- **Task goal**
Look for the word "validated" in the data below, and copy every line that holds it.

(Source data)
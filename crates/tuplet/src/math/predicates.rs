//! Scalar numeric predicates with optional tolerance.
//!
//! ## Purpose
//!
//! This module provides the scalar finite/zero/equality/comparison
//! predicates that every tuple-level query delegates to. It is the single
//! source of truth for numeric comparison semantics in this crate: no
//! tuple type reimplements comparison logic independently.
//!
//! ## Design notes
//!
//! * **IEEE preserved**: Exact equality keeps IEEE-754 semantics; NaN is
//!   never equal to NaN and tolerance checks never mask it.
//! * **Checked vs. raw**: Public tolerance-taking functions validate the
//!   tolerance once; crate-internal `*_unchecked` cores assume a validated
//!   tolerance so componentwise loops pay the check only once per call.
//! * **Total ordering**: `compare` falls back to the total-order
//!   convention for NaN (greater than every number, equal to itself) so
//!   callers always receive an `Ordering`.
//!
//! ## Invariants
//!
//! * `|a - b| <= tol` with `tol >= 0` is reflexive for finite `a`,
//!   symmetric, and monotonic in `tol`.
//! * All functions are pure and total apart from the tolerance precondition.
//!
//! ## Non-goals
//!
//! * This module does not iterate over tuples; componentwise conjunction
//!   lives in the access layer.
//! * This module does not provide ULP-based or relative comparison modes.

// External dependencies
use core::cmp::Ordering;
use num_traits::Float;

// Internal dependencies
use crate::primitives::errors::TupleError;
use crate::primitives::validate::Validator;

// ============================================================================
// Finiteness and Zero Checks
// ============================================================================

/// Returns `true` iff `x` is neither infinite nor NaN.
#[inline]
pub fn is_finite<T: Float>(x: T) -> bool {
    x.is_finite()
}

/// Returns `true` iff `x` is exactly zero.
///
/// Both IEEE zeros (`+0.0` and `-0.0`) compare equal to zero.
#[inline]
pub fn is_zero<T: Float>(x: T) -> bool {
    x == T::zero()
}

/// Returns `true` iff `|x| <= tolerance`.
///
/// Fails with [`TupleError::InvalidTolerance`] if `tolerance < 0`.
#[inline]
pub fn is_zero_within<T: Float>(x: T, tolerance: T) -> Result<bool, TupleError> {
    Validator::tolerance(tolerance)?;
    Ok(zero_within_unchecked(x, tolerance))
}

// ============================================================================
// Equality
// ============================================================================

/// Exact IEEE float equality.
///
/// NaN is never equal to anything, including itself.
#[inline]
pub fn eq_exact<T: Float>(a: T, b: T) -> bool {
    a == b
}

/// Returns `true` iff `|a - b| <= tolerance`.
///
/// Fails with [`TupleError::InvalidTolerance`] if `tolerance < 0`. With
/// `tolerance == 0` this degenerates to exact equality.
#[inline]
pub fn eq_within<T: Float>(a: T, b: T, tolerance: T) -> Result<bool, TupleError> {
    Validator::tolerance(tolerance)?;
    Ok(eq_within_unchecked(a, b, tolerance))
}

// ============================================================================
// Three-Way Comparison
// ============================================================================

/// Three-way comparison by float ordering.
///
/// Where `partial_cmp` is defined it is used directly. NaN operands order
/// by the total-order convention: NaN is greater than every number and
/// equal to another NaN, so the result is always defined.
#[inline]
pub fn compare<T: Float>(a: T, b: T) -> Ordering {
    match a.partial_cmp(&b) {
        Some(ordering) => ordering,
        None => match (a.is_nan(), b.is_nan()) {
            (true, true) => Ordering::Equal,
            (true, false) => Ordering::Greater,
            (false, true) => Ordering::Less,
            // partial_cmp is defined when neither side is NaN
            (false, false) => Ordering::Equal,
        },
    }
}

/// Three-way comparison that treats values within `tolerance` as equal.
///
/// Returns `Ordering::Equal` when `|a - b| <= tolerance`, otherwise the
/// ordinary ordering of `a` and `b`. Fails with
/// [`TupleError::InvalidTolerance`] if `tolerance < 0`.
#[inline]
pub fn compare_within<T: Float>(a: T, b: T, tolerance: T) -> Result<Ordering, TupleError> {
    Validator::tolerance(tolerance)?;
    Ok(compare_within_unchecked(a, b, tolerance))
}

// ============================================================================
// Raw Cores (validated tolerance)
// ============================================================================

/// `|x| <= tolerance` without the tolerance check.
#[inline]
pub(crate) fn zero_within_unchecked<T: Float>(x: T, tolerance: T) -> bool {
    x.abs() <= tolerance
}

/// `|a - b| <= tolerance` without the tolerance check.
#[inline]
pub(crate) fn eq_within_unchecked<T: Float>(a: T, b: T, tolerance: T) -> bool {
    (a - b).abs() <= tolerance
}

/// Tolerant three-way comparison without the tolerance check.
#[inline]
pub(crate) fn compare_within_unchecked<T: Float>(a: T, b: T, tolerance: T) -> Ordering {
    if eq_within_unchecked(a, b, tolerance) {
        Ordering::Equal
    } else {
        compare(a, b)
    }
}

- **Answer area**
//!   tolerance once; crate-internal `*_unchecked` cores assume a validated
// Raw Cores (validated tolerance)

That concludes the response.